As commander in chief, Barack Obama has not objected to the latest moves against Manning any more than he did when the abuse began. In fact, a day after State Department spokesman P.J. Crowley said in March 2011 that the treatment of Manning was “ridiculous and counterproductive and stupid,” Obama publicly endorsed it.
Obama told a news conference that he “asked the Pentagon whether or not the procedures that have been taken in terms of his confinement are appropriate and are meeting our basic standards. They assured me that they are.” The president stood by that assessment. Crowley quickly resigned.
Manning is one of the great whistleblowers of our era. As she explained in a statement two years ago, just after a judge sentenced her to one-third of a century in prison, “It was not until I was in Iraq and reading secret military reports on a daily basis that I started to question the morality of what we were doing. It was at this time that I realized that [in] our efforts to meet the risk posed to us by the enemy, we had forgotten our humanity.”

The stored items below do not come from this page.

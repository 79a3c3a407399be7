use glam::Vec3;
use serde::{Deserialize, Serialize};

/// Axis-aligned bounding box given by its minimum and maximum corners.
///
/// Constructors always order the corners, so `min <= max` holds componentwise
/// for every box built through this API.
#[derive(Debug, Clone, Copy, PartialEq, Serialize, Deserialize)]
pub struct Aabb {
    pub min: Vec3,
    pub max: Vec3,
}

impl Aabb {
    /// Box spanning two arbitrary corners.
    pub fn new(a: Vec3, b: Vec3) -> Self {
        Self {
            min: a.min(b),
            max: a.max(b),
        }
    }

    pub fn from_center_half_extents(center: Vec3, half_extents: Vec3) -> Self {
        let half = half_extents.abs();
        Self {
            min: center - half,
            max: center + half,
        }
    }

    pub fn from_center_size(center: Vec3, size: Vec3) -> Self {
        Self::from_center_half_extents(center, size * 0.5)
    }

    /// Tightest box around a set of points. `None` for an empty set.
    pub fn from_points(points: impl IntoIterator<Item = Vec3>) -> Option<Self> {
        let mut iter = points.into_iter();
        let first = iter.next()?;
        let (min, max) = iter.fold((first, first), |(min, max), p| (min.min(p), max.max(p)));
        Some(Self { min, max })
    }

    pub fn center(&self) -> Vec3 {
        (self.min + self.max) * 0.5
    }

    pub fn size(&self) -> Vec3 {
        self.max - self.min
    }

    pub fn half_extents(&self) -> Vec3 {
        self.size() * 0.5
    }

    /// Overlap on all three axes. Closed intervals: boxes sharing a face intersect.
    pub fn intersects(&self, other: &Aabb) -> bool {
        !(other.max.x < self.min.x
            || other.min.x > self.max.x
            || other.max.y < self.min.y
            || other.min.y > self.max.y
            || other.max.z < self.min.z
            || other.min.z > self.max.z)
    }

    pub fn contains_point(&self, p: Vec3) -> bool {
        p.cmpge(self.min).all() && p.cmple(self.max).all()
    }

    /// Finite corners with `min <= max`.
    pub fn is_valid(&self) -> bool {
        self.min.is_finite() && self.max.is_finite() && self.min.cmple(self.max).all()
    }
}

#[cfg(test)]
mod tests {
    use super::*;

    fn unit_at(center: Vec3) -> Aabb {
        Aabb::from_center_half_extents(center, Vec3::splat(0.5))
    }

    #[test]
    fn new_orders_corners() {
        let b = Aabb::new(Vec3::new(1.0, -2.0, 3.0), Vec3::new(-1.0, 2.0, -3.0));
        assert_eq!(b.min, Vec3::new(-1.0, -2.0, -3.0));
        assert_eq!(b.max, Vec3::new(1.0, 2.0, 3.0));
        assert!(b.is_valid());
    }

    #[test]
    fn from_points_is_tight() {
        let b = Aabb::from_points([
            Vec3::new(0.0, 1.0, 2.0),
            Vec3::new(-4.0, 0.5, 9.0),
            Vec3::new(3.0, -1.0, 0.0),
        ])
        .unwrap();
        assert_eq!(b.min, Vec3::new(-4.0, -1.0, 0.0));
        assert_eq!(b.max, Vec3::new(3.0, 1.0, 9.0));
        assert!(Aabb::from_points(std::iter::empty()).is_none());
    }

    #[test]
    fn overlapping_boxes_intersect() {
        let a = Aabb::new(Vec3::splat(-1.0), Vec3::splat(1.0));
        assert!(a.intersects(&unit_at(Vec3::ZERO)));
        assert!(unit_at(Vec3::ZERO).intersects(&a));
    }

    #[test]
    fn separated_on_one_axis_do_not_intersect() {
        let a = unit_at(Vec3::ZERO);
        assert!(!a.intersects(&unit_at(Vec3::new(0.0, 0.0, 1.01))));
        assert!(!a.intersects(&unit_at(Vec3::new(-1.01, 0.0, 0.0))));
        assert!(!a.intersects(&unit_at(Vec3::new(0.0, 5.0, 0.0))));
    }

    #[test]
    fn touching_faces_intersect() {
        let a = unit_at(Vec3::ZERO);
        assert!(a.intersects(&unit_at(Vec3::new(1.0, 0.0, 0.0))));
    }

    #[test]
    fn center_size_roundtrip() {
        let b = Aabb::from_center_size(Vec3::new(1.0, 2.0, 3.0), Vec3::new(2.0, 4.0, 6.0));
        assert_eq!(b.center(), Vec3::new(1.0, 2.0, 3.0));
        assert_eq!(b.size(), Vec3::new(2.0, 4.0, 6.0));
        assert_eq!(b.half_extents(), Vec3::new(1.0, 2.0, 3.0));
        assert!(b.contains_point(Vec3::new(0.0, 0.0, 0.0)));
        assert!(!b.contains_point(Vec3::new(3.0, 0.0, 0.0)));
    }

    #[test]
    fn nan_corner_is_invalid() {
        let b = Aabb {
            min: Vec3::new(f32::NAN, 0.0, 0.0),
            max: Vec3::ONE,
        };
        assert!(!b.is_valid());
    }
}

She added, “We consciously elected to devalue life both in Iraq and Afghanistan … Whenever we killed innocent civilians, instead of accepting responsibility for our conduct, we elected to hide behind the veil of national security and classified information in order to avoid any public accountability.”
Unlike countless others who saw similar evidence but looked the other way, Manning took action with brave whistleblowing that those atop the U.S. military machinery still find unforgivable.
Washington is determined to make an example of her, to warn and intimidate other would-be whistleblowers. From the president on down, the chain of command is functioning to wreck the life of Chelsea Manning. We should not let that happen.